WORK INSTRUCTIONS
In the reply, include exactly the lines of the entries below from the first to the line with "at column 0.", that line included.

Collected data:
+ + +

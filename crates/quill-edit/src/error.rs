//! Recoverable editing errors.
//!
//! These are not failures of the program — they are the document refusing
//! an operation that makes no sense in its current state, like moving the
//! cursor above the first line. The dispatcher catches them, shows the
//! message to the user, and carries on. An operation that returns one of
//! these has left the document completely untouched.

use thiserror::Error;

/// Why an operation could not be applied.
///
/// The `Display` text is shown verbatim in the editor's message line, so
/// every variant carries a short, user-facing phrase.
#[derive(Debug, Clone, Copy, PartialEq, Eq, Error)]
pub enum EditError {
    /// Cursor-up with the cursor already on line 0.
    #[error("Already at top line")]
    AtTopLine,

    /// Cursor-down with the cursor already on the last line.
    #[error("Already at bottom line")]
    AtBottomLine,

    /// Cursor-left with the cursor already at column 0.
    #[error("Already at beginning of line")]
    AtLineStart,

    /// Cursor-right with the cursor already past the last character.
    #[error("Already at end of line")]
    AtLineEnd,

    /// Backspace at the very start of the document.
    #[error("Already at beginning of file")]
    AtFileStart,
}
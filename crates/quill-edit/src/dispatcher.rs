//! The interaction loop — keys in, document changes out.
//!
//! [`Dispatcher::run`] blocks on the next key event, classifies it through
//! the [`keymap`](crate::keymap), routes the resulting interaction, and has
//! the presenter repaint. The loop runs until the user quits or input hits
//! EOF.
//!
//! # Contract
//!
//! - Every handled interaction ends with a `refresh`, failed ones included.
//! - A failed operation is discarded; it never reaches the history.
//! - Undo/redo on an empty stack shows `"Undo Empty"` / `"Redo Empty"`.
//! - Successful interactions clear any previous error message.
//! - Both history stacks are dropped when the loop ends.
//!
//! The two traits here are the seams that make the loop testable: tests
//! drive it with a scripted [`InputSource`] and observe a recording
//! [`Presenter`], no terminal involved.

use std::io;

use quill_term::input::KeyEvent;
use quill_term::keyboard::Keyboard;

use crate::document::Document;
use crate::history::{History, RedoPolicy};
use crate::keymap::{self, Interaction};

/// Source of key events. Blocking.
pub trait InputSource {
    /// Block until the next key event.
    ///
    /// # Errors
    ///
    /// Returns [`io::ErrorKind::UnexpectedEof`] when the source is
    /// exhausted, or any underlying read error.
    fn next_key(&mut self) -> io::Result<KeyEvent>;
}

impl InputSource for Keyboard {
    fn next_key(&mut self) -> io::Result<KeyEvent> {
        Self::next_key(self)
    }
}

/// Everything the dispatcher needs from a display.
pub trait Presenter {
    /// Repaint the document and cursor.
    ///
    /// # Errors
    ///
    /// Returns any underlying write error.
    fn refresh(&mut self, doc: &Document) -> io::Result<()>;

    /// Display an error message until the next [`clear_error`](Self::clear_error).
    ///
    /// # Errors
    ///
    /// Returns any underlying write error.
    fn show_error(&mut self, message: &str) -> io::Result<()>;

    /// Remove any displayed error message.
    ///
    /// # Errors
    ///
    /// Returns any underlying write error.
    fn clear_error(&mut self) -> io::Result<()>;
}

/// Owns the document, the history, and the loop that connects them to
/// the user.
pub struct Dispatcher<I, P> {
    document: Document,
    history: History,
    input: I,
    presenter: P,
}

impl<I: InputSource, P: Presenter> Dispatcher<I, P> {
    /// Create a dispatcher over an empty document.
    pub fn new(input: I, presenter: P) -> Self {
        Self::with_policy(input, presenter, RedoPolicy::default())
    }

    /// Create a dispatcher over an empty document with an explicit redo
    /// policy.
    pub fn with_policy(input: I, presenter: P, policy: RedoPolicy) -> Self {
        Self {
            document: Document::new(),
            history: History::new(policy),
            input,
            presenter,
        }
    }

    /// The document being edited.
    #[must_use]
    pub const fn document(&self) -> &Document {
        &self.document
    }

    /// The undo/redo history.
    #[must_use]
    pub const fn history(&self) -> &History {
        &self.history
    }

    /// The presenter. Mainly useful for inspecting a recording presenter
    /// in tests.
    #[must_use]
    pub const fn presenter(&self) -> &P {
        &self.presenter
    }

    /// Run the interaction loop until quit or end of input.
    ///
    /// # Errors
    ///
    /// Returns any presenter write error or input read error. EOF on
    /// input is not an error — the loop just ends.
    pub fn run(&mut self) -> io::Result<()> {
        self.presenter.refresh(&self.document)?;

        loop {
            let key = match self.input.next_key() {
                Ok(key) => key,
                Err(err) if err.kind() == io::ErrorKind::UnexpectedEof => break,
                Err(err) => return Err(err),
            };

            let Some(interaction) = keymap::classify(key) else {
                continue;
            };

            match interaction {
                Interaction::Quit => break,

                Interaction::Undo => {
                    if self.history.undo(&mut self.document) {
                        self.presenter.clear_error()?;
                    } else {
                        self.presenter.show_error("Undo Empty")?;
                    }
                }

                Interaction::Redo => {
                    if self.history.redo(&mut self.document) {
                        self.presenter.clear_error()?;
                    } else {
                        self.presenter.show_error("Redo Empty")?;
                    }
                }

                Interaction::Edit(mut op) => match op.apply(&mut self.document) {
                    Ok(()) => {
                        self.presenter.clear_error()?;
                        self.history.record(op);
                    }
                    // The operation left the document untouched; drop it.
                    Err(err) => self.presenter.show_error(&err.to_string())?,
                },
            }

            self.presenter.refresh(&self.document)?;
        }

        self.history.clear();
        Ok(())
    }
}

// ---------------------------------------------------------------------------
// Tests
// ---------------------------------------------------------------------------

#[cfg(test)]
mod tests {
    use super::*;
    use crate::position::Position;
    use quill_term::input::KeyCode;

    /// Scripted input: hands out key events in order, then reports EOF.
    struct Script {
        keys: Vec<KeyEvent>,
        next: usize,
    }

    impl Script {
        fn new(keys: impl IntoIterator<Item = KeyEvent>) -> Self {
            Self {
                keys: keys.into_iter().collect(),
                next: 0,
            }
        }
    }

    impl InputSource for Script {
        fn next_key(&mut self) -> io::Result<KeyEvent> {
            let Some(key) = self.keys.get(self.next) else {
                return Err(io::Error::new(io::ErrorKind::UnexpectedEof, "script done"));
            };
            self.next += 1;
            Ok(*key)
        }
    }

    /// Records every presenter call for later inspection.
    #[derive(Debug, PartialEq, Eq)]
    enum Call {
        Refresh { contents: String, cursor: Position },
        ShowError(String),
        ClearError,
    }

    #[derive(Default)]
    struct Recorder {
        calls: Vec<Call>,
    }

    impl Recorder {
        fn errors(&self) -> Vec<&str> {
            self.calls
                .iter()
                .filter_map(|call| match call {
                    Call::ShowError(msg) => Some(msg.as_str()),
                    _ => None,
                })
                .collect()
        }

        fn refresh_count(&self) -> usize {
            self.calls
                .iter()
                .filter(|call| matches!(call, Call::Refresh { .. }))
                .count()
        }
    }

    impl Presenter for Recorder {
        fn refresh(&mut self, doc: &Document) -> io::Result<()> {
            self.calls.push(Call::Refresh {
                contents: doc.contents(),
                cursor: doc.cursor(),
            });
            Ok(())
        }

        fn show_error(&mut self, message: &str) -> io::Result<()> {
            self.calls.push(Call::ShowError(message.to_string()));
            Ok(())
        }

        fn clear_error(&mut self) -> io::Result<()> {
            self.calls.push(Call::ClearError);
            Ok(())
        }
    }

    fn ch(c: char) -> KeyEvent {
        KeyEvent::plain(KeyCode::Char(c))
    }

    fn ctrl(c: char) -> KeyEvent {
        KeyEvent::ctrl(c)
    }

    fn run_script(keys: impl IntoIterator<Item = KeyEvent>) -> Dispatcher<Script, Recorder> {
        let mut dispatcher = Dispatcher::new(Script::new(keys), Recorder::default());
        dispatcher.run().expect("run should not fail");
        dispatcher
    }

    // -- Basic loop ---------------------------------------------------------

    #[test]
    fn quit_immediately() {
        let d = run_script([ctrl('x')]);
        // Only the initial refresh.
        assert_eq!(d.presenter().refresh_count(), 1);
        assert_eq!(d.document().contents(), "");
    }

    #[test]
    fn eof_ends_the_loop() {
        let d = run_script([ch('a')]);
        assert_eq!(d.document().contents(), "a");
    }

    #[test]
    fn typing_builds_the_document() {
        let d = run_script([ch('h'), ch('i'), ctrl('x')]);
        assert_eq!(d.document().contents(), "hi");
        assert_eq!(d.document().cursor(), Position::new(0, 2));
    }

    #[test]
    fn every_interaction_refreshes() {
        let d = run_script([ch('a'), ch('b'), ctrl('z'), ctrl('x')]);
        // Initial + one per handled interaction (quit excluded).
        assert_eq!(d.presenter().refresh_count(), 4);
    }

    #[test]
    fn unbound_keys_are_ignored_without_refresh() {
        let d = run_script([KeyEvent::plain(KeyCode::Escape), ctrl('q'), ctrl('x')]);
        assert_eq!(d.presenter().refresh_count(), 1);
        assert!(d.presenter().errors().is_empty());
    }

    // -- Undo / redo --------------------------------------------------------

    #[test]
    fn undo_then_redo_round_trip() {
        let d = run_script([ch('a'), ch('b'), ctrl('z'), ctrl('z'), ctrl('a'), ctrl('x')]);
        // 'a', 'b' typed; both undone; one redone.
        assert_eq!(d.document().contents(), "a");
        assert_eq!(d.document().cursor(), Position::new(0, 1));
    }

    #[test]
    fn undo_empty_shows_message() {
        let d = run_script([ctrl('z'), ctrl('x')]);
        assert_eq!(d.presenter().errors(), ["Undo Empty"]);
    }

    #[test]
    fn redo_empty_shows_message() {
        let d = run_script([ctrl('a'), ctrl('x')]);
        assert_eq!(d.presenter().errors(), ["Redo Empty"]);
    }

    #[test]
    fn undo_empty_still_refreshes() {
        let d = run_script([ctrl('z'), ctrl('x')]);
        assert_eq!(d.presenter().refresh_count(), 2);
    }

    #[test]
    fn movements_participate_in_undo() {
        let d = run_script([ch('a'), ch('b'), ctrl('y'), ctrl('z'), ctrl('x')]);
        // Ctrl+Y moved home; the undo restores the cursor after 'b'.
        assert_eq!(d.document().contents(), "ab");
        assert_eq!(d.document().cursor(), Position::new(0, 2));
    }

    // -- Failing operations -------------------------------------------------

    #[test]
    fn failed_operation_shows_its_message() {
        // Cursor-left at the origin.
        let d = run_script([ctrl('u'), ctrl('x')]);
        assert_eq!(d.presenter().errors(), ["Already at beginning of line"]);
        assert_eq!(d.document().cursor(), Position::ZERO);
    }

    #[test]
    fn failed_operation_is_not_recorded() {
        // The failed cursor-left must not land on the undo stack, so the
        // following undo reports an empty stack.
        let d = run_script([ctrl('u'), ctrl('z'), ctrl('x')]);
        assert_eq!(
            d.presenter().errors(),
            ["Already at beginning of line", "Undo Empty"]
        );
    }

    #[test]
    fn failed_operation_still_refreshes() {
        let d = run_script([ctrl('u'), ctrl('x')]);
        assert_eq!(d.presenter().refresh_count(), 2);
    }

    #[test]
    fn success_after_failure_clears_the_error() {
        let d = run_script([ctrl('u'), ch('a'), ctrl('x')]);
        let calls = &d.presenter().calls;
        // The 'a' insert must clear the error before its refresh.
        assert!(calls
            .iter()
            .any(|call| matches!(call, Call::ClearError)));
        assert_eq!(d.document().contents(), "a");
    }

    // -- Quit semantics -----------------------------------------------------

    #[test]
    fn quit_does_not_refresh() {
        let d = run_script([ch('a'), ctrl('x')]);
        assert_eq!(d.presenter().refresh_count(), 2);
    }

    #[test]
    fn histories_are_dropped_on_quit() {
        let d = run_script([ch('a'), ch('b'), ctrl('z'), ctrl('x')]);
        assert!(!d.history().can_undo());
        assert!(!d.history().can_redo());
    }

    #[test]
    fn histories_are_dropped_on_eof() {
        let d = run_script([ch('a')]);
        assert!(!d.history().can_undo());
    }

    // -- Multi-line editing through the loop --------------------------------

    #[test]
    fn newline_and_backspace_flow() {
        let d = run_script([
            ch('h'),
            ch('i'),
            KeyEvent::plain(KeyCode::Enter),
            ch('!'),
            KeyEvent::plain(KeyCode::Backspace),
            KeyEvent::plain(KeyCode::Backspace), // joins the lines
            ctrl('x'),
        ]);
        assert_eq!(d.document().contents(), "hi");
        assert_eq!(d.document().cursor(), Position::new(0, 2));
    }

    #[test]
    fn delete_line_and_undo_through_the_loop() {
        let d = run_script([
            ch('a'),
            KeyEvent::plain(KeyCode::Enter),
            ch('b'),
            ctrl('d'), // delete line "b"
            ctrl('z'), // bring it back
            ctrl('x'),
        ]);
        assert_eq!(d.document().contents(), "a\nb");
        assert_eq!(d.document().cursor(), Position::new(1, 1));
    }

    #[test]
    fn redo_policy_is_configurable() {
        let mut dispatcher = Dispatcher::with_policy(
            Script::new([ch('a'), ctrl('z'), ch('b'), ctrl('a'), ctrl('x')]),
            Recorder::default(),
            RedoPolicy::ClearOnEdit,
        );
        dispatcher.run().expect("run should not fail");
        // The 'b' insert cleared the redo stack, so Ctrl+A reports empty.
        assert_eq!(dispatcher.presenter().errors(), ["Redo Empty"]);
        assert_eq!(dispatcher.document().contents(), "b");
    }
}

+ + +

EXERCISE ANSWER
filename crates/quill-edit/src/error.rs
//! Recoverable editing errors.
//!
//! These are not failures of the program — they are the document refusing
//! an operation that makes no sense in its current state, like moving the
//! cursor above the first line. The dispatcher catches them, shows the
//! message to the user, and carries on. An operation that returns one of
//! these has left the document completely untouched.

use thiserror::Error;

/// Why an operation could not be applied.
///
/// The `Display` text is shown verbatim in the editor's message line, so
/// every variant carries a short, user-facing phrase.
#[derive(Debug, Clone, Copy, PartialEq, Eq, Error)]
pub enum EditError {
    /// Cursor-up with the cursor already on line 0.
    #[error("Already at top line")]
    AtTopLine,

    /// Cursor-down with the cursor already on the last line.
    #[error("Already at bottom line")]
    AtBottomLine,

    /// Cursor-left with the cursor already at column 0.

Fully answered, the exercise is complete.